The results of the first-ever national public awareness report conducted by the Los Angeles-based Prostate Cancer Foundation (PCF) has revealed that all too many men have no idea of the dangers of prostate cancer.
The PCF’s Public Perception of Prostate Cancer report revealed some more than troubling statistics when it comes to how the American public understands prostate cancer and its risks. Nearly seven out of every ten surveyed (69%) said that they thought there were noticeable symptoms of prostate cancer or held other beliefs that demonstrated further noticeable lack of understanding of the disease. Considering how prostate cancer is nearly symptomless — especially in its early stages — this is a startling statistic.

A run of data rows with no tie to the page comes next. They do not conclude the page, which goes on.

//! services/api/src/web/events.rs
//!
//! Axum handlers for the event CRUD surface: listing with filters, detail
//! with records, creation, editing, deletion, the one-way closure flow, and
//! the plain-text export.

use axum::{
    extract::{Extension, Path, Query, State},
    http::{header, StatusCode},
    response::IntoResponse,
    Json,
};
use chrono::{DateTime, Utc};
use event_journal_core::domain::{
    Event, EventPatch, EventRecord, EventStats, EventStatus, EventWithRecords, NewEvent,
};
use event_journal_core::export::event_export_text;
use event_journal_core::period::{rolling_window, DateFilter};
use serde::{Deserialize, Serialize};
use std::sync::Arc;
use tracing::error;
use utoipa::ToSchema;
use uuid::Uuid;

use crate::web::state::AppState;

//=========================================================================================
// API Response and Payload Structs
//=========================================================================================

#[derive(Serialize, ToSchema)]
pub struct EventDto {
    pub id: Uuid,
    pub user_id: Uuid,
    pub title: String,
    pub description: Option<String>,
    pub category: String,
    pub status: String,
    pub importance: i32,
    pub summary: Option<String>,
    pub created_at: DateTime<Utc>,
    pub updated_at: DateTime<Utc>,
}

impl From<Event> for EventDto {
    fn from(event: Event) -> Self {
        Self {
            id: event.id,
            user_id: event.user_id,
            title: event.title,
            description: event.description,
            category: event.category,
            status: event.status.as_str().to_string(),
            importance: event.importance,
            summary: event.summary,
            created_at: event.created_at,
            updated_at: event.updated_at,
        }
    }
}

#[derive(Serialize, ToSchema)]
pub struct EventRecordDto {
    pub id: Uuid,
    pub event_id: Uuid,
    pub original_content: String,
    pub ai_summary: String,
    pub created_at: DateTime<Utc>,
}

impl From<EventRecord> for EventRecordDto {
    fn from(record: EventRecord) -> Self {
        Self {
            id: record.id,
            event_id: record.event_id,
            original_content: record.original_content,
            ai_summary: record.ai_summary,
            created_at: record.created_at,
        }
    }
}

#[derive(Serialize, ToSchema)]
pub struct EventDetailDto {
    #[serde(flatten)]
    pub event: EventDto,
    pub records: Vec<EventRecordDto>,
    pub record_count: usize,
}

impl From<EventWithRecords> for EventDetailDto {
    fn from(detail: EventWithRecords) -> Self {
        Self {
            event: detail.event.into(),
            record_count: detail.record_count,
            records: detail.records.into_iter().map(Into::into).collect(),
        }
    }
}

#[derive(Serialize, ToSchema)]
pub struct StatsDto {
    pub total: usize,
    pub ongoing: usize,
    pub closed: usize,
}

impl From<EventStats> for StatsDto {
    fn from(stats: EventStats) -> Self {
        Self {
            total: stats.total,
            ongoing: stats.ongoing,
            closed: stats.closed,
        }
    }
}

/// Filters for the event list. At most one of `category`, `status` and
/// `range` is applied, in that order of precedence.
#[derive(Deserialize)]
pub struct ListEventsQuery {
    pub category: Option<String>,
    pub status: Option<String>,
    pub range: Option<DateFilter>,
}

#[derive(Deserialize, ToSchema)]
pub struct CreateEventRequest {
    pub title: String,
    pub description: Option<String>,
    pub category: Option<String>,
    pub importance: Option<i32>,
}

/// Editable event fields. Status and summary are deliberately absent:
/// closure is the only way to set them.
#[derive(Deserialize, ToSchema)]
pub struct UpdateEventRequest {
    pub title: Option<String>,
    pub description: Option<String>,
    pub category: Option<String>,
    pub importance: Option<i32>,
}

//=========================================================================================
// Shared Helpers
//=========================================================================================

fn internal_error(context: &str, e: impl std::fmt::Debug) -> (StatusCode, String) {
    error!("{}: {:?}", context, e);
    (
        StatusCode::INTERNAL_SERVER_ERROR,
        "操作失败，请稍后重试".to_string(),
    )
}

const NOT_FOUND: (StatusCode, &str) = (StatusCode::NOT_FOUND, "事件不存在");

/// Loads an event and checks ownership. Non-owners get the same 404 as a
/// missing event, so existence is not leaked.
pub(crate) async fn load_owned_event(
    state: &AppState,
    user_id: Uuid,
    event_id: Uuid,
) -> Result<Event, (StatusCode, String)> {
    let event = state
        .store
        .event_by_id(event_id)
        .await
        .map_err(|e| internal_error("Failed to load event", e))?
        .ok_or((NOT_FOUND.0, NOT_FOUND.1.to_string()))?;

    if event.user_id != user_id {
        return Err((NOT_FOUND.0, NOT_FOUND.1.to_string()));
    }
    Ok(event)
}

//=========================================================================================
// REST API Handlers
//=========================================================================================

/// List the caller's events, optionally filtered.
#[utoipa::path(
    get,
    path = "/events",
    params(
        ("category" = Option<String>, Query, description = "Only events with this category"),
        ("status" = Option<String>, Query, description = "ongoing or closed"),
        ("range" = Option<String>, Query, description = "today, week, month, year or all")
    ),
    responses(
        (status = 200, description = "Events sorted by updated_at descending", body = [EventDto]),
        (status = 400, description = "Invalid filter value")
    )
)]
pub async fn list_events_handler(
    State(state): State<Arc<AppState>>,
    Extension(user_id): Extension<Uuid>,
    Query(query): Query<ListEventsQuery>,
) -> Result<Json<Vec<EventDto>>, (StatusCode, String)> {
    let events = if let Some(category) = query.category {
        state.store.events_by_category(user_id, &category).await
    } else if let Some(status) = query.status {
        let status = EventStatus::parse(&status)
            .ok_or((StatusCode::BAD_REQUEST, "无效的状态筛选".to_string()))?;
        state.store.events_by_status(user_id, status).await
    } else if let Some(filter) = query.range {
        match rolling_window(filter, Utc::now()) {
            Some((start, end)) => state.store.events_by_date_range(user_id, start, end).await,
            None => state.store.events_for_user(user_id).await,
        }
    } else {
        state.store.events_for_user(user_id).await
    }
    .map_err(|e| internal_error("Failed to list events", e))?;

    Ok(Json(events.into_iter().map(Into::into).collect()))
}

/// Create a new event.
#[utoipa::path(
    post,
    path = "/events",
    request_body = CreateEventRequest,
    responses(
        (status = 201, description = "Event created", body = EventDto),
        (status = 400, description = "Missing title")
    )
)]
pub async fn create_event_handler(
    State(state): State<Arc<AppState>>,
    Extension(user_id): Extension<Uuid>,
    Json(req): Json<CreateEventRequest>,
) -> Result<impl IntoResponse, (StatusCode, String)> {
    let title = req.title.trim().to_string();
    if title.is_empty() {
        return Err((StatusCode::BAD_REQUEST, "请输入事件标题".to_string()));
    }
    if let Some(importance) = req.importance {
        if !(1..=5).contains(&importance) {
            return Err((StatusCode::BAD_REQUEST, "重要程度必须在1到5之间".to_string()));
        }
    }

    let event = state
        .store
        .create_event(
            user_id,
            NewEvent {
                title,
                description: req.description.filter(|d| !d.trim().is_empty()),
                category: req.category,
                importance: req.importance,
            },
        )
        .await
        .map_err(|e| internal_error("Failed to create event", e))?;

    Ok((StatusCode::CREATED, Json(EventDto::from(event))))
}

/// Fetch one event with its full ordered record list.
#[utoipa::path(
    get,
    path = "/events/{id}",
    params(("id" = Uuid, Path, description = "Event id")),
    responses(
        (status = 200, description = "Event with records", body = EventDetailDto),
        (status = 404, description = "Unknown event")
    )
)]
pub async fn get_event_handler(
    State(state): State<Arc<AppState>>,
    Extension(user_id): Extension<Uuid>,
    Path(event_id): Path<Uuid>,
) -> Result<Json<EventDetailDto>, (StatusCode, String)> {
    load_owned_event(&state, user_id, event_id).await?;

    let detail = state
        .store
        .event_with_records(event_id)
        .await
        .map_err(|e| internal_error("Failed to load event records", e))?
        .ok_or((NOT_FOUND.0, NOT_FOUND.1.to_string()))?;

    Ok(Json(detail.into()))
}

/// Edit an event's metadata. Closed events are immutable.
#[utoipa::path(
    put,
    path = "/events/{id}",
    params(("id" = Uuid, Path, description = "Event id")),
    request_body = UpdateEventRequest,
    responses(
        (status = 200, description = "Updated event", body = EventDto),
        (status = 404, description = "Unknown event"),
        (status = 409, description = "Event already closed")
    )
)]
pub async fn update_event_handler(
    State(state): State<Arc<AppState>>,
    Extension(user_id): Extension<Uuid>,
    Path(event_id): Path<Uuid>,
    Json(req): Json<UpdateEventRequest>,
) -> Result<Json<EventDto>, (StatusCode, String)> {
    let event = load_owned_event(&state, user_id, event_id).await?;
    if event.status == EventStatus::Closed {
        return Err((StatusCode::CONFLICT, "已闭环的事件不能再编辑".to_string()));
    }
    if let Some(importance) = req.importance {
        if !(1..=5).contains(&importance) {
            return Err((StatusCode::BAD_REQUEST, "重要程度必须在1到5之间".to_string()));
        }
    }

    let updated = state
        .store
        .update_event(
            event_id,
            EventPatch {
                title: req.title.map(|t| t.trim().to_string()).filter(|t| !t.is_empty()),
                description: req.description,
                category: req.category.filter(|c| !c.trim().is_empty()),
                importance: req.importance,
                status: None,
                summary: None,
            },
        )
        .await
        .map_err(|e| internal_error("Failed to update event", e))?;

    Ok(Json(updated.into()))
}

/// Delete an event; its records are removed by the database cascade.
#[utoipa::path(
    delete,
    path = "/events/{id}",
    params(("id" = Uuid, Path, description = "Event id")),
    responses(
        (status = 204, description = "Event deleted"),
        (status = 404, description = "Unknown event")
    )
)]
pub async fn delete_event_handler(
    State(state): State<Arc<AppState>>,
    Extension(user_id): Extension<Uuid>,
    Path(event_id): Path<Uuid>,
) -> Result<StatusCode, (StatusCode, String)> {
    load_owned_event(&state, user_id, event_id).await?;

    state
        .store
        .delete_event(event_id)
        .await
        .map_err(|e| internal_error("Failed to delete event", e))?;

    Ok(StatusCode::NO_CONTENT)
}

/// Close an event: generate the AI retrospective, then persist status and
/// summary in one write.
///
/// The ordering matters: the status transition is committed only after the
/// AI call has fully succeeded. On AI failure the event stays ongoing and
/// nothing is persisted.
#[utoipa::path(
    post,
    path = "/events/{id}/close",
    params(("id" = Uuid, Path, description = "Event id")),
    responses(
        (status = 200, description = "Closed event with its summary", body = EventDto),
        (status = 404, description = "Unknown event"),
        (status = 409, description = "Event already closed"),
        (status = 502, description = "Summary generation failed; event unchanged")
    )
)]
pub async fn close_event_handler(
    State(state): State<Arc<AppState>>,
    Extension(user_id): Extension<Uuid>,
    Path(event_id): Path<Uuid>,
) -> Result<Json<EventDto>, (StatusCode, String)> {
    let event = load_owned_event(&state, user_id, event_id).await?;
    if event.status == EventStatus::Closed {
        return Err((StatusCode::CONFLICT, "事件已经闭环".to_string()));
    }

    let records = state
        .store
        .records_for_event(event_id)
        .await
        .map_err(|e| internal_error("Failed to load event records", e))?;

    let summary = state
        .closure_llm
        .summarize_event(&event.title, &records)
        .await
        .map_err(|e| {
            error!("Failed to generate closure summary: {:?}", e);
            (
                StatusCode::BAD_GATEWAY,
                "无法生成事件总结，请稍后重试".to_string(),
            )
        })?;

    let closed = state
        .store
        .update_event(
            event_id,
            EventPatch {
                status: Some(EventStatus::Closed),
                summary: Some(summary),
                ..EventPatch::default()
            },
        )
        .await
        .map_err(|e| internal_error("Failed to close event", e))?;

    Ok(Json(closed.into()))
}

/// Download one event as a plain-text document.
#[utoipa::path(
    get,
    path = "/events/{id}/export",
    params(("id" = Uuid, Path, description = "Event id")),
    responses(
        (status = 200, description = "Plain-text export", content_type = "text/plain"),
        (status = 404, description = "Unknown event")
    )
)]
pub async fn export_event_handler(
    State(state): State<Arc<AppState>>,
    Extension(user_id): Extension<Uuid>,
    Path(event_id): Path<Uuid>,
) -> Result<impl IntoResponse, (StatusCode, String)> {
    load_owned_event(&state, user_id, event_id).await?;

    let detail = state
        .store
        .event_with_records(event_id)
        .await
        .map_err(|e| internal_error("Failed to load event records", e))?
        .ok_or((NOT_FOUND.0, NOT_FOUND.1.to_string()))?;

    let body = event_export_text(&detail);
    Ok((
        StatusCode::OK,
        [(header::CONTENT_TYPE, "text/plain; charset=utf-8")],
        body,
    ))
}

/// The caller's event counts.
#[utoipa::path(
    get,
    path = "/events/stats",
    responses((status = 200, description = "Event counts", body = StatsDto))
)]
pub async fn event_stats_handler(
    State(state): State<Arc<AppState>>,
    Extension(user_id): Extension<Uuid>,
) -> Result<Json<StatsDto>, (StatusCode, String)> {
    let stats = state
        .store
        .event_stats(user_id)
        .await
        .map_err(|e| internal_error("Failed to load stats", e))?;
    Ok(Json(stats.into()))
}

/// The caller's distinct event categories.
#[utoipa::path(
    get,
    path = "/events/categories",
    responses((status = 200, description = "Distinct non-empty categories", body = [String]))
)]
pub async fn categories_handler(
    State(state): State<Arc<AppState>>,
    Extension(user_id): Extension<Uuid>,
) -> Result<Json<Vec<String>>, (StatusCode, String)> {
    let categories = state
        .store
        .all_categories(user_id)
        .await
        .map_err(|e| internal_error("Failed to load categories", e))?;
    Ok(Json(categories))
}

Meanwhile, the hits just kept on coming, as according to this survey just 42% of men surveyed said they had discussed a prostate screening with their doctors. A demographic breakdown of this statistic revealed that Caucasian men were more likely to discuss screening with their doctor than African-American men, despite the fact that the latter are much more likely to be diagnosed with prostate cancer than Caucasians.
Perception Versus Reality
The perception that all too many men seem to share regarding prostate cancer symptoms is truly troubling, considering the reality of how symptomless — or nearly symptomless — prostate cancer can indeed be. Even more troubling is that one of the most rudimentary screening procedures for prostate health is to search for prostate-specific antigen (PSA) in the blood; the survey revealed that 68% percent of men would be screened if they knew all it took was a simple blood test.
Other distressing results from the survey found that there is an even more skewed perception towards who can be diagnosed with prostate cancer. Despite the fact that the prostate is an organ that is exclusively found within the male body, 21% of Millennial respondents revealed they thought that women could be diagnosed with prostate cancer. This indicates that there are obvious gaping holes in health and biology education but for younger Americans as well as older ones.